[[ Materials provided, beginning ]]
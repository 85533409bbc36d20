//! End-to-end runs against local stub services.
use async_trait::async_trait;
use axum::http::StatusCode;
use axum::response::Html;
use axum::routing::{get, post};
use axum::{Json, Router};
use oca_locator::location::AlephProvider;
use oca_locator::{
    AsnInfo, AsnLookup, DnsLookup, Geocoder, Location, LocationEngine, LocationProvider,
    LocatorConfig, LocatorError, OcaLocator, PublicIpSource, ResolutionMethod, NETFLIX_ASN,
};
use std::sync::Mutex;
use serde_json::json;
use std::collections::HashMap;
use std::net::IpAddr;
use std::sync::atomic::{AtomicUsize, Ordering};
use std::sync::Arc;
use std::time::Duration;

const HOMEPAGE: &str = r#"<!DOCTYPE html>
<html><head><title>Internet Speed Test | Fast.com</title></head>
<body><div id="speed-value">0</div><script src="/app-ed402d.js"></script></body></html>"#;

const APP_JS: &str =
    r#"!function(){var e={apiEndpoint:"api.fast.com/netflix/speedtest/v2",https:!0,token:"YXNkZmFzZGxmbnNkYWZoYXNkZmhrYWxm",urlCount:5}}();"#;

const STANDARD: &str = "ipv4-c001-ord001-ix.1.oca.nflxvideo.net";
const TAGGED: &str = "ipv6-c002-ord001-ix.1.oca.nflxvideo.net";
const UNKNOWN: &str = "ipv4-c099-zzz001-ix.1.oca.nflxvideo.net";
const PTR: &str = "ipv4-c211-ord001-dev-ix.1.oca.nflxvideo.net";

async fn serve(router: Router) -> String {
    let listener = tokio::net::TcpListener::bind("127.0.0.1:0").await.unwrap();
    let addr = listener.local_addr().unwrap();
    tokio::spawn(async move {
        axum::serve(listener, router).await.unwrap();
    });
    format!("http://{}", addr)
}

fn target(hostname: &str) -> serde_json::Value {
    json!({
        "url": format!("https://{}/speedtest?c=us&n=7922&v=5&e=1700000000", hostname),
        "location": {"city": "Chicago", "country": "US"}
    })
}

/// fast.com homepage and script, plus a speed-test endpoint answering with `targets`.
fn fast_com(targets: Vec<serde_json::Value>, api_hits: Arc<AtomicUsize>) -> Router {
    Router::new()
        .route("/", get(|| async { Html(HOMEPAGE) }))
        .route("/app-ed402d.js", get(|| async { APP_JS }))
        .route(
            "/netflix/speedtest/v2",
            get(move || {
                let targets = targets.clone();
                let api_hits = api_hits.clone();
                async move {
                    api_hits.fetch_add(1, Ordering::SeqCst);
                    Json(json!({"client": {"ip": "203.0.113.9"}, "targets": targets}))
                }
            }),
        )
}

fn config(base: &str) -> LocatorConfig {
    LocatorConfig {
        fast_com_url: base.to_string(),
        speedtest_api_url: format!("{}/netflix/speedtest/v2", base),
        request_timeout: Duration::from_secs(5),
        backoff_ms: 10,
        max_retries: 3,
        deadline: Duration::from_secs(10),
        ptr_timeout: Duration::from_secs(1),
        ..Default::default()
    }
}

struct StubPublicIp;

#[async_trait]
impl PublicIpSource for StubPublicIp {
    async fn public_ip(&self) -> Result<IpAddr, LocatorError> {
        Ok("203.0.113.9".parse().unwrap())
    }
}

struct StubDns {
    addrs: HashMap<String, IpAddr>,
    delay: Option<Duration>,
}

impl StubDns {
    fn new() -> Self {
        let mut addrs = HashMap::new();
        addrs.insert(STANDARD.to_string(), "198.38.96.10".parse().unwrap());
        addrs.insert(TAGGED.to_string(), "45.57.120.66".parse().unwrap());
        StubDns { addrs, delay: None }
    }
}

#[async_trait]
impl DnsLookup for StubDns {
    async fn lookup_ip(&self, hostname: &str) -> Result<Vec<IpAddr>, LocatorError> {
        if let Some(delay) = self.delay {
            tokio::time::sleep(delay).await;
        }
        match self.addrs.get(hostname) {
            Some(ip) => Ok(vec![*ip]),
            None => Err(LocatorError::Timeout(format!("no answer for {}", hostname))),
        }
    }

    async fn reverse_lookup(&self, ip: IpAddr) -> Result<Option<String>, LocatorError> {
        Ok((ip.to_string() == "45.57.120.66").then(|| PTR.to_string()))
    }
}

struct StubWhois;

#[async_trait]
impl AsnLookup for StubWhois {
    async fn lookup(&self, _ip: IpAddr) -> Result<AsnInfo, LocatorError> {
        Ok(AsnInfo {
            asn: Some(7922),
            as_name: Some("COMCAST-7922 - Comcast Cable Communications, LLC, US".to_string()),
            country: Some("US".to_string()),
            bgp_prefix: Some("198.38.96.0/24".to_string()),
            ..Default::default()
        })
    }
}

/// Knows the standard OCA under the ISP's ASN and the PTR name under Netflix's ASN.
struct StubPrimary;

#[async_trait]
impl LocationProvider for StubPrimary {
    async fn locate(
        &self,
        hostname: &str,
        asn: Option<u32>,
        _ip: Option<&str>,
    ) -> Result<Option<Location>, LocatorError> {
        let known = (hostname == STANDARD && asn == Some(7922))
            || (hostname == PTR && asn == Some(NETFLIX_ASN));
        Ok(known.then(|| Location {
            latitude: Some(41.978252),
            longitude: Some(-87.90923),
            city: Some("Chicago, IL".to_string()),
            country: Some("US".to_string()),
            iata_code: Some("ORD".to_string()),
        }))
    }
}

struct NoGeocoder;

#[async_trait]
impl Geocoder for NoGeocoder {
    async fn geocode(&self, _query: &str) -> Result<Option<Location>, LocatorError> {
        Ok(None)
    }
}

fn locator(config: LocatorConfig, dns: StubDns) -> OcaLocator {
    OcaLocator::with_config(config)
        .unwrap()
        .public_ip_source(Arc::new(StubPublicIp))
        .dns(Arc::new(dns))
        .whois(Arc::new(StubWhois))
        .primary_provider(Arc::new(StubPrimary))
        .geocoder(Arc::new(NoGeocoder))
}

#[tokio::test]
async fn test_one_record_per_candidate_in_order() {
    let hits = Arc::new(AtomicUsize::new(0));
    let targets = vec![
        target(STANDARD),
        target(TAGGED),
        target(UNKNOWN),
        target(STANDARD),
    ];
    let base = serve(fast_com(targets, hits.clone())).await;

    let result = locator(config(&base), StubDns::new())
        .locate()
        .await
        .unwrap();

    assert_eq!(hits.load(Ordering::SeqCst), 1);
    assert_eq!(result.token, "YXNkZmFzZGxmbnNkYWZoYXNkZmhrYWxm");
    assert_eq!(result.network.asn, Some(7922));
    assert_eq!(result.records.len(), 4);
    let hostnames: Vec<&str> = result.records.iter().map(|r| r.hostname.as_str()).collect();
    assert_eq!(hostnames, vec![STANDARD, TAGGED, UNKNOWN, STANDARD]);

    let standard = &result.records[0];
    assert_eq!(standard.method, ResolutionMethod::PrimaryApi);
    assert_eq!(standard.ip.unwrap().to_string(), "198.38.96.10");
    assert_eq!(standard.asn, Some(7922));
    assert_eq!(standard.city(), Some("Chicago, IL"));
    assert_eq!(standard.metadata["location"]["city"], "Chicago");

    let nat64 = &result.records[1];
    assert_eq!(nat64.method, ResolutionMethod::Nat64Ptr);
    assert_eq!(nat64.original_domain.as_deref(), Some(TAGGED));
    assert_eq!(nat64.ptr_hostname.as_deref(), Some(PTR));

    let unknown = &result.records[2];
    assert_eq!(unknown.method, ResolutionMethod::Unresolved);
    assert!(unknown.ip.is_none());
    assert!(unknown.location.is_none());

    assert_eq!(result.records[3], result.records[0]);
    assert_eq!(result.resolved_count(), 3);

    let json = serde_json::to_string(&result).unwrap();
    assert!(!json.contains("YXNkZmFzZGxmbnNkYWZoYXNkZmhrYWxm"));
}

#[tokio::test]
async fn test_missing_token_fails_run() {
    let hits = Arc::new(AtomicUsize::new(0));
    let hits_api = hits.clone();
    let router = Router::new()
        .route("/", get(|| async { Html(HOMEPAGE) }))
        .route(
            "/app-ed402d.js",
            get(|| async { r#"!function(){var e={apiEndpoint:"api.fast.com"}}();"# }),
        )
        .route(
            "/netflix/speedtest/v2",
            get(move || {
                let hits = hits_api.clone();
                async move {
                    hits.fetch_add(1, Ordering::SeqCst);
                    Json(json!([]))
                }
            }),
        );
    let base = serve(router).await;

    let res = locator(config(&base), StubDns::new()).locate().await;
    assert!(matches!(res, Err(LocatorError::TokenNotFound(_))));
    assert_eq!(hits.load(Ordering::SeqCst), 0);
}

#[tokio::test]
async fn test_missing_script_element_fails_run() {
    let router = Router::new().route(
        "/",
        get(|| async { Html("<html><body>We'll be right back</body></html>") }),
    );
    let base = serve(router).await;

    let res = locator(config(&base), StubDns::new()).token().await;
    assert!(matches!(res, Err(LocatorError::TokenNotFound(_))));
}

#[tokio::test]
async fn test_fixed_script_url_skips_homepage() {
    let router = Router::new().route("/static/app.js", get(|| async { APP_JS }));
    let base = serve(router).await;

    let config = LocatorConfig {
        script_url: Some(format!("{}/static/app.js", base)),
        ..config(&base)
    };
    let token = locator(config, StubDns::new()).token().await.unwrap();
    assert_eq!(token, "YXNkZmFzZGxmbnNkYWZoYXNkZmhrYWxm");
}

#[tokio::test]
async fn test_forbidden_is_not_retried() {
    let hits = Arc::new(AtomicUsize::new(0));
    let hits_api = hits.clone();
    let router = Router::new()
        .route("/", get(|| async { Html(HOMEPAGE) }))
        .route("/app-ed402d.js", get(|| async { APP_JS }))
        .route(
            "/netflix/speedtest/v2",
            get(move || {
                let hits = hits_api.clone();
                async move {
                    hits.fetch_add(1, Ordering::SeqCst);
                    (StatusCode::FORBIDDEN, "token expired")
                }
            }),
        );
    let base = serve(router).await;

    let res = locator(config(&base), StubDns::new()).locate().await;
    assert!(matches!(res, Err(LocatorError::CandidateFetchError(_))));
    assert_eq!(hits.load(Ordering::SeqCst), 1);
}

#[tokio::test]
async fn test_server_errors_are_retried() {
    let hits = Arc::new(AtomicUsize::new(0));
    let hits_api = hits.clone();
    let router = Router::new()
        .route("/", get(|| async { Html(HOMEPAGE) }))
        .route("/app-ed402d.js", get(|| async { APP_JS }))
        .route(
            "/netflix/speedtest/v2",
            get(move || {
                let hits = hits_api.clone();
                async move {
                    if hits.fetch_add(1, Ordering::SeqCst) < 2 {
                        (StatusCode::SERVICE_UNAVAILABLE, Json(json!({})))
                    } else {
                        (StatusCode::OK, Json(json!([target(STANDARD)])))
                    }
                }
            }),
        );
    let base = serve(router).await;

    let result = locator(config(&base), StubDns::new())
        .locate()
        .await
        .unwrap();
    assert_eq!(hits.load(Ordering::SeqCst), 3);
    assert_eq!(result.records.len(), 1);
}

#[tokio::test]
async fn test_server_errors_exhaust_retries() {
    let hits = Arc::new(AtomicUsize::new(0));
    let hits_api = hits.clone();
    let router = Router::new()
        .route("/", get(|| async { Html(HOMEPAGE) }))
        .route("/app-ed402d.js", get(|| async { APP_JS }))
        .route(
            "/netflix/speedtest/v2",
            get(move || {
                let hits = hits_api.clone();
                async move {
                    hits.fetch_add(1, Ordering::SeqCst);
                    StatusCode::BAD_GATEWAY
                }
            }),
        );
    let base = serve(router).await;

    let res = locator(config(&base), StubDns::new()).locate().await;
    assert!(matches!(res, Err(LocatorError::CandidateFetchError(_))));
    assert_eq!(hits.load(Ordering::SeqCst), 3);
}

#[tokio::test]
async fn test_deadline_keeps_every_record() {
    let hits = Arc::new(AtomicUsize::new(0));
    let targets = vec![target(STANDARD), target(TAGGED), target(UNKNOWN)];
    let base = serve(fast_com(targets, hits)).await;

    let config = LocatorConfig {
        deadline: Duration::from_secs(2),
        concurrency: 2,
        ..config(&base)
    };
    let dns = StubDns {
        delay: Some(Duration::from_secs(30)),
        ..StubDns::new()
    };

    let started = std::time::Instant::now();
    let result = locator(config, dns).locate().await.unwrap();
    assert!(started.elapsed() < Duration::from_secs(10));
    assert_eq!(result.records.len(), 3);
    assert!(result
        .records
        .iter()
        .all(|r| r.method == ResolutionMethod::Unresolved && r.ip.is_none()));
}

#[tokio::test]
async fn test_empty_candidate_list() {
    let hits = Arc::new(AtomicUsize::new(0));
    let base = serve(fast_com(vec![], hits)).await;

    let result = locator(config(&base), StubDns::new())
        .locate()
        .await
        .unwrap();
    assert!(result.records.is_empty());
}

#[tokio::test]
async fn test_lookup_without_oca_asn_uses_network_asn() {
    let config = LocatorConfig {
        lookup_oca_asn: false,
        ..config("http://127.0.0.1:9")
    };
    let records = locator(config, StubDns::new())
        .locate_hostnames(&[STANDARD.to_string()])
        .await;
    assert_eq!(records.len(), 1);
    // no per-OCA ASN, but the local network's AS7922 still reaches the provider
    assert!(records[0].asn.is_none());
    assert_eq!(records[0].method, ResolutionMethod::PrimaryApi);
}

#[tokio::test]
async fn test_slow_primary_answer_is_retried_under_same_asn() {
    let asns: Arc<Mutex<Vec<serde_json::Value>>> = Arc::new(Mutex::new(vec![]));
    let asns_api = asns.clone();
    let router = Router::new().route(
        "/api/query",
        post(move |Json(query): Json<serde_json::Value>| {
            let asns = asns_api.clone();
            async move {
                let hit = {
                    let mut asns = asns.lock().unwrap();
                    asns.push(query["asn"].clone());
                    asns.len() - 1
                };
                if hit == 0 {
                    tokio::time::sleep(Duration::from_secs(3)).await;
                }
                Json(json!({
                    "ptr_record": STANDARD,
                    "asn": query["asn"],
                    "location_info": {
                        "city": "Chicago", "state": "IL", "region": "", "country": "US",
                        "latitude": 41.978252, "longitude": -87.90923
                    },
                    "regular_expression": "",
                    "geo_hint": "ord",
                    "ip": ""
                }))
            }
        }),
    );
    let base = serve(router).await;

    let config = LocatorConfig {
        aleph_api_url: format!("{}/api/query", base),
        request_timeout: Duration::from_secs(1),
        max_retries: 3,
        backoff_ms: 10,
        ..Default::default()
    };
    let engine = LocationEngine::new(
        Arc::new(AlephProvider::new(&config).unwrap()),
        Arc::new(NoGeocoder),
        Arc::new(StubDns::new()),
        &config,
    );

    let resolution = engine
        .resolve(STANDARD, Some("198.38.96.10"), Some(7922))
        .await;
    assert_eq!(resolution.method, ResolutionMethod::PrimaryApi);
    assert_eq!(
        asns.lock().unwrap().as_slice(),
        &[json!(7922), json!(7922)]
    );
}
[[ Materials provided, end ]]
## [Task directions]
Go through the entries above and pull out each line with "OcaLocator" in it.

## [Task solution]
    LocatorConfig, LocatorError, OcaLocator, PublicIpSource, ResolutionMethod, NETFLIX_ASN,
fn locator(config: LocatorConfig, dns: StubDns) -> OcaLocator {
    OcaLocator::with_config(config)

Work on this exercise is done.